◆ **Work request**: Could you filter the records below and keep only the lines with the word "actual"?

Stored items
//! `XChaCha20-Poly1305` AEAD encryption.
//!
//! Every handshake message that carries a secret is encrypted with a fresh
//! random 192-bit nonce, so random nonce generation is safe for the lifetime
//! of a key (birthday bound is 2^96 messages).
//!
//! ## Wire format
//!
//! The "prefixed" helpers produce and consume the layout used on the wire:
//!
//! ```text
//! +----------------+---------------------------+--------------+
//! | Nonce (24B)    | Ciphertext (len(pt))      | Tag (16B)    |
//! +----------------+---------------------------+--------------+
//! ```
//!
//! ## Usage
//!
//! ```
//! use kindred_crypto::aead::AeadKey;
//!
//! let key = AeadKey::new([7u8; 32]);
//! let message = key.encrypt_prefixed(b"challenge", b"").unwrap();
//! assert_eq!(key.decrypt_prefixed(&message, b"").unwrap(), b"challenge");
//! ```

use crate::CryptoError;
use chacha20poly1305::{
    XChaCha20Poly1305,
    aead::{Aead, KeyInit, Payload},
};
use rand_core::{CryptoRng, RngCore};
use zeroize::ZeroizeOnDrop;

/// Authentication tag size (16 bytes / 128 bits).
pub const TAG_SIZE: usize = 16;

/// XChaCha20-Poly1305 nonce size (24 bytes / 192 bits).
pub const NONCE_SIZE: usize = 24;

/// AEAD key size (32 bytes / 256 bits).
pub const KEY_SIZE: usize = 32;

/// Overhead added by [`AeadKey::encrypt_prefixed`]: nonce plus tag.
pub const PREFIXED_OVERHEAD: usize = NONCE_SIZE + TAG_SIZE;

/// XChaCha20-Poly1305 nonce (24 bytes).
#[derive(Clone, Copy, Debug, PartialEq, Eq)]
pub struct Nonce([u8; NONCE_SIZE]);

impl Nonce {
    /// Create a nonce from raw bytes.
    #[must_use]
    pub fn from_bytes(bytes: [u8; NONCE_SIZE]) -> Self {
        Self(bytes)
    }

    /// Create a nonce from a slice.
    #[must_use]
    pub fn from_slice(slice: &[u8]) -> Option<Self> {
        let bytes: [u8; NONCE_SIZE] = slice.try_into().ok()?;
        Some(Self(bytes))
    }

    /// Generate a random nonce.
    #[must_use]
    pub fn generate<R: RngCore + CryptoRng>(rng: &mut R) -> Self {
        let mut bytes = [0u8; NONCE_SIZE];
        rng.fill_bytes(&mut bytes);
        Self(bytes)
    }

    /// Generate a random nonce from the OS CSPRNG.
    ///
    /// # Errors
    ///
    /// Returns [`CryptoError::RandomFailed`] if the OS CSPRNG fails.
    pub fn random() -> Result<Self, CryptoError> {
        crate::random::random_24().map(Self)
    }

    /// Get raw bytes.
    #[must_use]
    pub fn as_bytes(&self) -> &[u8; NONCE_SIZE] {
        &self.0
    }

    fn as_generic(&self) -> &chacha20poly1305::XNonce {
        chacha20poly1305::XNonce::from_slice(&self.0)
    }
}

/// AEAD encryption key (32 bytes).
///
/// Key is zeroized on drop.
#[derive(Clone, ZeroizeOnDrop)]
pub struct AeadKey([u8; KEY_SIZE]);

impl AeadKey {
    /// Create a key from raw bytes.
    #[must_use]
    pub fn new(bytes: [u8; KEY_SIZE]) -> Self {
        Self(bytes)
    }

    /// Create from slice.
    ///
    /// # Errors
    ///
    /// Returns `CryptoError::InvalidKeyLength` if slice length is not 32 bytes.
    pub fn from_slice(slice: &[u8]) -> Result<Self, CryptoError> {
        let bytes: [u8; KEY_SIZE] =
            slice
                .try_into()
                .map_err(|_| CryptoError::InvalidKeyLength {
                    expected: KEY_SIZE,
                    actual: slice.len(),
                })?;
        Ok(Self(bytes))
    }

    /// Encrypt plaintext with associated data.
    ///
    /// Returns ciphertext with appended authentication tag (`plaintext.len()` + 16 bytes).
    ///
    /// # Errors
    ///
    /// Returns `CryptoError::EncryptionFailed` if AEAD encryption fails.
    pub fn encrypt(
        &self,
        nonce: &Nonce,
        plaintext: &[u8],
        aad: &[u8],
    ) -> Result<Vec<u8>, CryptoError> {
        let cipher = XChaCha20Poly1305::new((&self.0).into());

        cipher
            .encrypt(
                nonce.as_generic(),
                Payload {
                    msg: plaintext,
                    aad,
                },
            )
            .map_err(|_| CryptoError::EncryptionFailed)
    }

    /// Decrypt ciphertext with associated data.
    ///
    /// Input must include the authentication tag at the end.
    ///
    /// # Errors
    ///
    /// Returns `CryptoError::DecryptionFailed` on authentication failure or
    /// when the input is shorter than a tag.
    pub fn decrypt(
        &self,
        nonce: &Nonce,
        ciphertext_and_tag: &[u8],
        aad: &[u8],
    ) -> Result<Vec<u8>, CryptoError> {
        if ciphertext_and_tag.len() < TAG_SIZE {
            return Err(CryptoError::DecryptionFailed);
        }

        let cipher = XChaCha20Poly1305::new((&self.0).into());

        cipher
            .decrypt(
                nonce.as_generic(),
                Payload {
                    msg: ciphertext_and_tag,
                    aad,
                },
            )
            .map_err(|_| CryptoError::DecryptionFailed)
    }

    /// Encrypt under a fresh random nonce and return `nonce ++ ciphertext ++ tag`.
    ///
    /// # Errors
    ///
    /// Returns `CryptoError::RandomFailed` if no nonce could be drawn, or
    /// `CryptoError::EncryptionFailed` if AEAD encryption fails.
    pub fn encrypt_prefixed(&self, plaintext: &[u8], aad: &[u8]) -> Result<Vec<u8>, CryptoError> {
        let nonce = Nonce::random()?;
        let ciphertext = self.encrypt(&nonce, plaintext, aad)?;

        let mut message = Vec::with_capacity(NONCE_SIZE + ciphertext.len());
        message.extend_from_slice(nonce.as_bytes());
        message.extend_from_slice(&ciphertext);
        Ok(message)
    }

    /// Split a `nonce ++ ciphertext ++ tag` message and decrypt it.
    ///
    /// # Errors
    ///
    /// Returns `CryptoError::MessageTooShort` if the message cannot hold a
    /// nonce and a tag, or `CryptoError::DecryptionFailed` on authentication
    /// failure.
    pub fn decrypt_prefixed(&self, message: &[u8], aad: &[u8]) -> Result<Vec<u8>, CryptoError> {
        if message.len() < PREFIXED_OVERHEAD {
            return Err(CryptoError::MessageTooShort {
                minimum: PREFIXED_OVERHEAD,
                actual: message.len(),
            });
        }

        let (nonce_bytes, ciphertext) = message.split_at(NONCE_SIZE);
        let nonce = Nonce::from_slice(nonce_bytes).ok_or(CryptoError::DecryptionFailed)?;
        self.decrypt(&nonce, ciphertext, aad)
    }
}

◆ **The answer**:
                    actual: slice.len(),
                actual: message.len(),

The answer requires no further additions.